How to complete this task — From the data below, return the exact lines starting at the line containing "A disconnected manager" and ending at the line containing "if let Err(err)", both included, and nothing else.

== Extracted data ==

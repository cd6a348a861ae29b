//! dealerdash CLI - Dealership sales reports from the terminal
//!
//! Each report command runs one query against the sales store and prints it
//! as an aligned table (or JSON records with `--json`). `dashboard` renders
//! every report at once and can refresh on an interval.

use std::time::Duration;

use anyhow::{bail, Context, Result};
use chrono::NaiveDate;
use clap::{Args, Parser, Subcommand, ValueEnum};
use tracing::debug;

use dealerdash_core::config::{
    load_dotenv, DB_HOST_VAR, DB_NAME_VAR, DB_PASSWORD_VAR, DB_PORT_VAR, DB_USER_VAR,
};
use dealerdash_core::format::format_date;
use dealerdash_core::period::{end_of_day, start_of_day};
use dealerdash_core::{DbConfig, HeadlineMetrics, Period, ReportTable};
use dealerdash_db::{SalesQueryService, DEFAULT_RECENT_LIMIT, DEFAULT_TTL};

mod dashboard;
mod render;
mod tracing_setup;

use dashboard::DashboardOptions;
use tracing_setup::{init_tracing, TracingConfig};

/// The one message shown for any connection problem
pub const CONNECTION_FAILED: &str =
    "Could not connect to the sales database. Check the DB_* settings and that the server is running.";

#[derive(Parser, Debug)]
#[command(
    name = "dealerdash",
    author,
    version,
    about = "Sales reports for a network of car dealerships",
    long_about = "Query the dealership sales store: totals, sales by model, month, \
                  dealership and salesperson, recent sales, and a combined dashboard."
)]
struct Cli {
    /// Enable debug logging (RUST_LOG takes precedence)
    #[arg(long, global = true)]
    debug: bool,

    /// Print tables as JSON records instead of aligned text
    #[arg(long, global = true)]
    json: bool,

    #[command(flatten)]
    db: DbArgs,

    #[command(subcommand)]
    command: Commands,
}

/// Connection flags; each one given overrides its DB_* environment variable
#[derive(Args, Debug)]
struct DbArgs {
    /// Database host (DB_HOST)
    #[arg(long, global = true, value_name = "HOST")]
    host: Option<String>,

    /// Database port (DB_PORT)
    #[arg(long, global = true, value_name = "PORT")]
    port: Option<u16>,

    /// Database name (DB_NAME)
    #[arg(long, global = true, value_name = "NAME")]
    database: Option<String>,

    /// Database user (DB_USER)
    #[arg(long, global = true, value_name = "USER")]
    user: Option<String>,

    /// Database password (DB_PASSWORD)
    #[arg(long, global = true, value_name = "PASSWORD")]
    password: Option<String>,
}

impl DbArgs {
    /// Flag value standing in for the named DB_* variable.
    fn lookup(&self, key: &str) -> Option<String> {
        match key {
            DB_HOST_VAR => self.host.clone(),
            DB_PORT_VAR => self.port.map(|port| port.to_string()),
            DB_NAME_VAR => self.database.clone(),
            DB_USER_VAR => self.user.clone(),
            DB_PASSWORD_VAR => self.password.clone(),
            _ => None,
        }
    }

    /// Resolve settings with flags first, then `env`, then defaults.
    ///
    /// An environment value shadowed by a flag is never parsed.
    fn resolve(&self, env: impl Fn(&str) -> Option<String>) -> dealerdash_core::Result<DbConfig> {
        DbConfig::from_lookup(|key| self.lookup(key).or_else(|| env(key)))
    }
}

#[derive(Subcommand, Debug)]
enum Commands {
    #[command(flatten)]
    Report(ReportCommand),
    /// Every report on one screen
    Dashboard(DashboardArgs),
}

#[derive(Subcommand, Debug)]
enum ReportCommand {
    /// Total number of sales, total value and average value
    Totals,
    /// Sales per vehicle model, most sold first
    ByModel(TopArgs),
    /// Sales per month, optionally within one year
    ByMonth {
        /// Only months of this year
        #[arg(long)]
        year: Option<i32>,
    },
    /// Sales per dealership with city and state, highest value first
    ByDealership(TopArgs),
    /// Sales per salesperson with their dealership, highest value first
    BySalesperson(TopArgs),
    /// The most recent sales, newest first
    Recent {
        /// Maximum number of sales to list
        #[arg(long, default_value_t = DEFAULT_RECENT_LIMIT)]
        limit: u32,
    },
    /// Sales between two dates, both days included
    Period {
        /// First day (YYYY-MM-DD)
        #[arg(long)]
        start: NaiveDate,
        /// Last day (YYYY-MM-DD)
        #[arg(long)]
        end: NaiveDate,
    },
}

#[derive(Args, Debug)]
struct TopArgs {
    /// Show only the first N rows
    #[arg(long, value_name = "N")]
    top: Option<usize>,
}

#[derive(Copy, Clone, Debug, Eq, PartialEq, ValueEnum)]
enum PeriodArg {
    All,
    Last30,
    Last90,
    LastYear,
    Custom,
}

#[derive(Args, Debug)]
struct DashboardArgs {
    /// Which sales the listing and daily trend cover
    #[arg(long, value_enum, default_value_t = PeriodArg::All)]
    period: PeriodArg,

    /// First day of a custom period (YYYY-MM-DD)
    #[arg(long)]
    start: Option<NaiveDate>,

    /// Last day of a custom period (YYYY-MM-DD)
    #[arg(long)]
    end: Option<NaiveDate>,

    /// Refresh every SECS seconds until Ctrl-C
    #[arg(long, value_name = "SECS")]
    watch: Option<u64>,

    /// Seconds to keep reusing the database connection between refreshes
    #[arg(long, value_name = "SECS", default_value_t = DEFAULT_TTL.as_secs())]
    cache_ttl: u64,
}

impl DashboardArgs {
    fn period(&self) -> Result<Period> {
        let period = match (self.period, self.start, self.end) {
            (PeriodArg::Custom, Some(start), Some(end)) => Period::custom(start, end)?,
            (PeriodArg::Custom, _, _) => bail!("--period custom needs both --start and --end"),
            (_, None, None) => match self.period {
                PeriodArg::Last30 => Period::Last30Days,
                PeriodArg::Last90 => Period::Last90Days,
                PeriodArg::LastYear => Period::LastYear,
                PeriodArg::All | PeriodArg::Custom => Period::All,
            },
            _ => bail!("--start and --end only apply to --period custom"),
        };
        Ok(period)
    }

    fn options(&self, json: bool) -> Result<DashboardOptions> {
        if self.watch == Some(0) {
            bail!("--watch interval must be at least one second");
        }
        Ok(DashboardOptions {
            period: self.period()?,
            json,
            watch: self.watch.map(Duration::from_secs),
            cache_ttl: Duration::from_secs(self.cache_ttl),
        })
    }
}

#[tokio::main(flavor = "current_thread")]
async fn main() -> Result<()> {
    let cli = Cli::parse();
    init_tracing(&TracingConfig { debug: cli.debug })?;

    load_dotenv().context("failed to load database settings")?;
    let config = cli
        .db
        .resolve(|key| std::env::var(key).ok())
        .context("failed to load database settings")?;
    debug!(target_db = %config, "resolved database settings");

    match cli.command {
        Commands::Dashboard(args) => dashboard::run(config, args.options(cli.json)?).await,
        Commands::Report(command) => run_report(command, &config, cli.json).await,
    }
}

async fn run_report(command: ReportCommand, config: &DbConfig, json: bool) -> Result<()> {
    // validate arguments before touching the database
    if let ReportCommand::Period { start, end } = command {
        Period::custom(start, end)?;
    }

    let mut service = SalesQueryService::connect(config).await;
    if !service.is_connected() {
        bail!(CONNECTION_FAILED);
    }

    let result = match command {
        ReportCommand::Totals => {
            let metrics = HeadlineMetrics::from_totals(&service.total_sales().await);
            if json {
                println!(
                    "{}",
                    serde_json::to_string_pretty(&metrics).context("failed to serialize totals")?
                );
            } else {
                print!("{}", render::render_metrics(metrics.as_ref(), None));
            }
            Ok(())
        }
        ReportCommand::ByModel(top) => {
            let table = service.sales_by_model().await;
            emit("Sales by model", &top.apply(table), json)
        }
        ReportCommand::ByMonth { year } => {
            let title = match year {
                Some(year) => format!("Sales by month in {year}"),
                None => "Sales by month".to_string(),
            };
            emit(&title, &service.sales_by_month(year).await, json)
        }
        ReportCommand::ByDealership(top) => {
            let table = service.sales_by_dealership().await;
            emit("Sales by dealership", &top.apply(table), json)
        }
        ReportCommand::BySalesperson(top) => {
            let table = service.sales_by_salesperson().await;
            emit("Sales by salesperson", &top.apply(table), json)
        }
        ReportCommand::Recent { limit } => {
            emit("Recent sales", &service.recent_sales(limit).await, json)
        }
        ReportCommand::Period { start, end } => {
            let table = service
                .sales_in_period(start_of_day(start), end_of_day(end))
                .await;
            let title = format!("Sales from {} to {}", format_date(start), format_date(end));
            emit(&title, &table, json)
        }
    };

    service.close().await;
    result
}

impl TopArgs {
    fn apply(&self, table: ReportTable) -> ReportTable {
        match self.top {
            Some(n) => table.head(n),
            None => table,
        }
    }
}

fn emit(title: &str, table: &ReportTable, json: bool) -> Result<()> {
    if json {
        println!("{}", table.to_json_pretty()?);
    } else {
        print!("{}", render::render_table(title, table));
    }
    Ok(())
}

===
== Extracted data ==

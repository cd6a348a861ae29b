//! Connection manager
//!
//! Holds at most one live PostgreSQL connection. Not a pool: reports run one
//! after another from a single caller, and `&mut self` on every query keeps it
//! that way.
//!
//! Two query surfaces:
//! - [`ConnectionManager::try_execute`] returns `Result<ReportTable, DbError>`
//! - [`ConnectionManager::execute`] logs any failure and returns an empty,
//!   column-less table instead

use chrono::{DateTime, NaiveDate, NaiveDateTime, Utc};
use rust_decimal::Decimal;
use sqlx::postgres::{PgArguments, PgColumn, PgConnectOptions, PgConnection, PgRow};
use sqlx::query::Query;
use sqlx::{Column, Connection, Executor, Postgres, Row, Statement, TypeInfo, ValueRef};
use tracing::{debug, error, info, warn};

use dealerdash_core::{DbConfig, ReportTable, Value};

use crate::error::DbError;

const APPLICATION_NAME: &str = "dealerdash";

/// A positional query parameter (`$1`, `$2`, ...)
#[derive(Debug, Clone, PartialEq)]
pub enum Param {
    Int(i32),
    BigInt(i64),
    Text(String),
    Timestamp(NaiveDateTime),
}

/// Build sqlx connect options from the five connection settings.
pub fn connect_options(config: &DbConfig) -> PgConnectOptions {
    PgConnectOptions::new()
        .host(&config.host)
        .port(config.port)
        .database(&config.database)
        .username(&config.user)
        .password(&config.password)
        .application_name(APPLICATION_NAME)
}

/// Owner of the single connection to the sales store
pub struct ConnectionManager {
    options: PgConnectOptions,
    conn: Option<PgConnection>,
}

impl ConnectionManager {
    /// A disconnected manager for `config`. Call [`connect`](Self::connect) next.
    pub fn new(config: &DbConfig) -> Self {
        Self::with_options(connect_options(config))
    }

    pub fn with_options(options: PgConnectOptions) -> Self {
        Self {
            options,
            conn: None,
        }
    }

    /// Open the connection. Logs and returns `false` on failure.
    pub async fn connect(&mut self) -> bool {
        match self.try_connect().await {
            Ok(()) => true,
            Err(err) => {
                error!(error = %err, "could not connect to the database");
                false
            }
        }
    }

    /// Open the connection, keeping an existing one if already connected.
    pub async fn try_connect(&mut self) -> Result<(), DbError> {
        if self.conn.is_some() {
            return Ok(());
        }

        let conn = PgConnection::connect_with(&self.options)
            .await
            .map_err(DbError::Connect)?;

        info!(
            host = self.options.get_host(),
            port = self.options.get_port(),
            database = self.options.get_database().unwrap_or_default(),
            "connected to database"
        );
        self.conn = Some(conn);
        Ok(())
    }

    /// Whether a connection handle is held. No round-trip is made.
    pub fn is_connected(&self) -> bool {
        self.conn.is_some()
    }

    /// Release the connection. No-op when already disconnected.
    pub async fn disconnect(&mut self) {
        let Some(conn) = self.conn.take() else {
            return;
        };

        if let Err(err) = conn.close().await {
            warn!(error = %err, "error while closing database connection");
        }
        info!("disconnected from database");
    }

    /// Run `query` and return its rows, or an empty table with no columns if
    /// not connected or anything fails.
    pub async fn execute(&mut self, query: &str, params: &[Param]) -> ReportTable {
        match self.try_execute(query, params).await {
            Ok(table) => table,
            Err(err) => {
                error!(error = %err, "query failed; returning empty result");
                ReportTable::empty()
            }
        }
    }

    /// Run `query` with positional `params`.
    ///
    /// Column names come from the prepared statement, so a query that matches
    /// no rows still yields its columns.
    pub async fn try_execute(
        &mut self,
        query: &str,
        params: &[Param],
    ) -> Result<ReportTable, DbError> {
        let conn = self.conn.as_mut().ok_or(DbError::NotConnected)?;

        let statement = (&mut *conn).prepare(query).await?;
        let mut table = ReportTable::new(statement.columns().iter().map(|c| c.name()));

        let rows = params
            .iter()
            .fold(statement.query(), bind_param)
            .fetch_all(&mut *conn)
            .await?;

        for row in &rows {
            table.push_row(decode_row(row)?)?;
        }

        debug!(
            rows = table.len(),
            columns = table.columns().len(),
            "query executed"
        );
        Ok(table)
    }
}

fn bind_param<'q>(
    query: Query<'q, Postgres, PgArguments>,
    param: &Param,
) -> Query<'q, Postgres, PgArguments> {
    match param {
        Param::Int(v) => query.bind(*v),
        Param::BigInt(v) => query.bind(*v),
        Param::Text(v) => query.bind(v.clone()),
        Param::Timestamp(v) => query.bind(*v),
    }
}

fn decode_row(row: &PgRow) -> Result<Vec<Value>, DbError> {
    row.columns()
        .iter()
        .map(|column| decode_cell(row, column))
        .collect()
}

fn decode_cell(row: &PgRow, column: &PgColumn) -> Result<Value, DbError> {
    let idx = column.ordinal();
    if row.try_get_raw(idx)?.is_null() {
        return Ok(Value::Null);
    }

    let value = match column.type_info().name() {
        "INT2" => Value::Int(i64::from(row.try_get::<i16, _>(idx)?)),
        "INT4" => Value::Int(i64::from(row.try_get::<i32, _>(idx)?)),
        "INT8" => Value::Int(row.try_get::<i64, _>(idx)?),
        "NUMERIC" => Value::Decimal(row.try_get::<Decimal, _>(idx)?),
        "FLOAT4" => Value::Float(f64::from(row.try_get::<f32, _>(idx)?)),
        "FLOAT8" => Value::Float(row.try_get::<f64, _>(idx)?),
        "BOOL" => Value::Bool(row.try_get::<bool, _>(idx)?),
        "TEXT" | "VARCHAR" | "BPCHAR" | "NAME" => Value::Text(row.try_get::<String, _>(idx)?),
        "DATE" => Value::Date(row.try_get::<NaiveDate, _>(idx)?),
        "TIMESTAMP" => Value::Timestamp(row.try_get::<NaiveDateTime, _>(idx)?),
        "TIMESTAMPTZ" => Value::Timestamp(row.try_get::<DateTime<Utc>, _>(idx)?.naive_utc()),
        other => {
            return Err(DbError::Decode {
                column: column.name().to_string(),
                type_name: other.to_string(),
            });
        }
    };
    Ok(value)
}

===
== Extracted data ==

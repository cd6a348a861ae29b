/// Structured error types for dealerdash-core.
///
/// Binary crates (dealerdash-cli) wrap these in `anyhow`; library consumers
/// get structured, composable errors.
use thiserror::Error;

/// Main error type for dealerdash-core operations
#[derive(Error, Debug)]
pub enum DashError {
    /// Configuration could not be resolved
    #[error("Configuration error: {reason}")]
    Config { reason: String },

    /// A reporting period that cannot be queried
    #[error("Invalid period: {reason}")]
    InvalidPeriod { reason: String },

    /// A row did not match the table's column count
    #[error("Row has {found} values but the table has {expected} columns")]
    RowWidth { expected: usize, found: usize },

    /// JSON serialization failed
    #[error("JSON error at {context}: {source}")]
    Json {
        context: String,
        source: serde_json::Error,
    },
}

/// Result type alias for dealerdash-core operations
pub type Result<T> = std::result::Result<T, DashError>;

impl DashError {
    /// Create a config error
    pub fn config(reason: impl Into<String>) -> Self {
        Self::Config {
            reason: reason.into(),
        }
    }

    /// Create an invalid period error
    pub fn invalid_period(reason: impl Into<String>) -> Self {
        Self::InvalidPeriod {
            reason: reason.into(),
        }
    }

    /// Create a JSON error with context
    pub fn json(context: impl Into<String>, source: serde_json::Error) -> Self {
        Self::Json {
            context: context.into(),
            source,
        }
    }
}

===

Solution below —
    /// A disconnected manager for `config`. Call [`connect`](Self::connect) next.
    pub fn new(config: &DbConfig) -> Self {
        Self::with_options(connect_options(config))
    }

    pub fn with_options(options: PgConnectOptions) -> Self {
        Self {
            options,
            conn: None,
        }
    }

    /// Open the connection. Logs and returns `false` on failure.
    pub async fn connect(&mut self) -> bool {
        match self.try_connect().await {
            Ok(()) => true,
            Err(err) => {
                error!(error = %err, "could not connect to the database");
                false
            }
        }
    }

    /// Open the connection, keeping an existing one if already connected.
    pub async fn try_connect(&mut self) -> Result<(), DbError> {
        if self.conn.is_some() {
            return Ok(());
        }

        let conn = PgConnection::connect_with(&self.options)
            .await
            .map_err(DbError::Connect)?;

        info!(
            host = self.options.get_host(),
            port = self.options.get_port(),
            database = self.options.get_database().unwrap_or_default(),
            "connected to database"
        );
        self.conn = Some(conn);
        Ok(())
    }

    /// Whether a connection handle is held. No round-trip is made.
    pub fn is_connected(&self) -> bool {
        self.conn.is_some()
    }

    /// Release the connection. No-op when already disconnected.
    pub async fn disconnect(&mut self) {
        let Some(conn) = self.conn.take() else {
            return;
        };

        if let Err(err) = conn.close().await {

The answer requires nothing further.